Task details. Restate every record that follows, keeping it exact.

┌──

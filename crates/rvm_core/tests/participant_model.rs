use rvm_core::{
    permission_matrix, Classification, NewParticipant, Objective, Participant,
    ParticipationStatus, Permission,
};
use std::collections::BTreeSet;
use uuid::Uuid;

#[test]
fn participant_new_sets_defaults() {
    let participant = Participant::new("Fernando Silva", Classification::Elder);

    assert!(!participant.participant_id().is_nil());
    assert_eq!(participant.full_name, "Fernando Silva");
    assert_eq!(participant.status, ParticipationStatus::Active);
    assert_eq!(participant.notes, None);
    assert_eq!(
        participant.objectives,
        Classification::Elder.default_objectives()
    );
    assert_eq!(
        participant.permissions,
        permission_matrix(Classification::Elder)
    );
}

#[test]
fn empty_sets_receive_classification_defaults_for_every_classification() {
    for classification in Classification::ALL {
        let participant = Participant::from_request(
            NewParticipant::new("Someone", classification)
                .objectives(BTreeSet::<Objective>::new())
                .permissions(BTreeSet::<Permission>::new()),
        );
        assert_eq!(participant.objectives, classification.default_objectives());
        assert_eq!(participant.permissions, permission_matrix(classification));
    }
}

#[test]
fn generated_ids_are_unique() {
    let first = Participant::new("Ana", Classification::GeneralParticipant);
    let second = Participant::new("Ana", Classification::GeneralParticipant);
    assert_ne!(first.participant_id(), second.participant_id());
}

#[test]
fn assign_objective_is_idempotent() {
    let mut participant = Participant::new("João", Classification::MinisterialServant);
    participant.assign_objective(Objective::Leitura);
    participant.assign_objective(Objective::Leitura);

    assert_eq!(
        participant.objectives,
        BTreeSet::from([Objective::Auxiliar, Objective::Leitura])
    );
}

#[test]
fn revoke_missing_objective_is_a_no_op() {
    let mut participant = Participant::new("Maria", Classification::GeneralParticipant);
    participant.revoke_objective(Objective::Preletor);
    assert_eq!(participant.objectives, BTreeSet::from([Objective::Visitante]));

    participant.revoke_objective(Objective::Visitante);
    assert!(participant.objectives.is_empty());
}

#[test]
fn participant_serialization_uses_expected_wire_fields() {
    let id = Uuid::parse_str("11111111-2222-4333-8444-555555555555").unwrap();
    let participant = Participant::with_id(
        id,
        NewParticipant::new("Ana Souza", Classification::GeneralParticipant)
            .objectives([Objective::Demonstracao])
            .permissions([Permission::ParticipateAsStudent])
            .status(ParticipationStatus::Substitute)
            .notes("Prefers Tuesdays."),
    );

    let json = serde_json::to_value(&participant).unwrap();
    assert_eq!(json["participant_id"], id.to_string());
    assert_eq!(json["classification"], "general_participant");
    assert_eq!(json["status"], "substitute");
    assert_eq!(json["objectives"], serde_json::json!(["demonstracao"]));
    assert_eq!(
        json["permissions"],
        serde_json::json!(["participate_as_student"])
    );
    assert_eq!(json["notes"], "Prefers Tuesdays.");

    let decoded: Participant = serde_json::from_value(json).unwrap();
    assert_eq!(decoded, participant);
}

└──

Exercise output.
filename crates/rvm_core/tests/participant_model.rs
use rvm_core::{
    permission_matrix, Classification, NewParticipant, Objective, Participant,
    ParticipationStatus, Permission,
};
use std::collections::BTreeSet;
use uuid::Uuid;

#[test]
fn participant_new_sets_defaults() {
    let participant = Participant::new("Fernando Silva", Classification::Elder);

    assert!(!participant.participant_id().is_nil());
    assert_eq!(participant.full_name, "Fernando Silva");
    assert_eq!(participant.status, ParticipationStatus::Active);
    assert_eq!(participant.notes, None);
    assert_eq!(
        participant.objectives,
        Classification::Elder.default_objectives()
    );
    assert_eq!(
        participant.permissions,
        permission_matrix(Classification::Elder)
    );
}

#[test]
fn empty_sets_receive_classification_defaults_for_every_classification() {
    for classification in Classification::ALL {
        let participant = Participant::from_request(
            NewParticipant::new("Someone", classification)
                .objectives(BTreeSet::<Objective>::new())
                .permissions(BTreeSet::<Permission>::new()),
        );
        assert_eq!(participant.objectives, classification.default_objectives());
        assert_eq!(participant.permissions, permission_matrix(classification));
    }
}

#[test]
fn generated_ids_are_unique() {
    let first = Participant::new("Ana", Classification::GeneralParticipant);
    let second = Participant::new("Ana", Classification::GeneralParticipant);
    assert_ne!(first.participant_id(), second.participant_id());
}

#[test]
fn assign_objective_is_idempotent() {
    let mut participant = Participant::new("João", Classification::MinisterialServant);
    participant.assign_objective(Objective::Leitura);
    participant.assign_objective(Objective::Leitura);

    assert_eq!(
        participant.objectives,
        BTreeSet::from([Objective::Auxiliar, Objective::Leitura])
    );
}

#[test]
fn revoke_missing_objective_is_a_no_op() {
    let mut participant = Participant::new("Maria", Classification::GeneralParticipant);
    participant.revoke_objective(Objective::Preletor);
    assert_eq!(participant.objectives, BTreeSet::from([Objective::Visitante]));

    participant.revoke_objective(Objective::Visitante);
    assert!(participant.objectives.is_empty());
}

#[test]
fn participant_serialization_uses_expected_wire_fields() {
    let id = Uuid::parse_str("11111111-2222-4333-8444-555555555555").unwrap();
    let participant = Participant::with_id(
        id,
        NewParticipant::new("Ana Souza", Classification::GeneralParticipant)
            .objectives([Objective::Demonstracao])
            .permissions([Permission::ParticipateAsStudent])
            .status(ParticipationStatus::Substitute)
            .notes("Prefers Tuesdays."),
    );

    let json = serde_json::to_value(&participant).unwrap();
    assert_eq!(json["participant_id"], id.to_string());
    assert_eq!(json["classification"], "general_participant");
    assert_eq!(json["status"], "substitute");
    assert_eq!(json["objectives"], serde_json::json!(["demonstracao"]));
    assert_eq!(
        json["permissions"],
        serde_json::json!(["participate_as_student"])
    );
    assert_eq!(json["notes"], "Prefers Tuesdays.");

    let decoded: Participant = serde_json::from_value(json).unwrap();
    assert_eq!(decoded, participant);
}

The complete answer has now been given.